### WHAT THE TASK ASKS
Which of the lines below contain the string "ユースケース"? Pull each one out of the data.

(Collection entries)
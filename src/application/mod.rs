//! # Application Layer
//!
//! アプリケーション固有のビジネスフロー（ユースケース）
//!
//! ## 特徴
//!
//! - Domain層のエンティティを組み合わせてビジネスフローを実現
//! - Repository traitに依存（実装には依存しない）
//! - HTTPやファイルシステムの詳細は知らない
//!
//! ## 構成要素
//!
//! - **use_cases**: ユースケース

pub mod use_cases;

### ANSWER AREA
//! アプリケーション固有のビジネスフロー（ユースケース）
//! - **use_cases**: ユースケース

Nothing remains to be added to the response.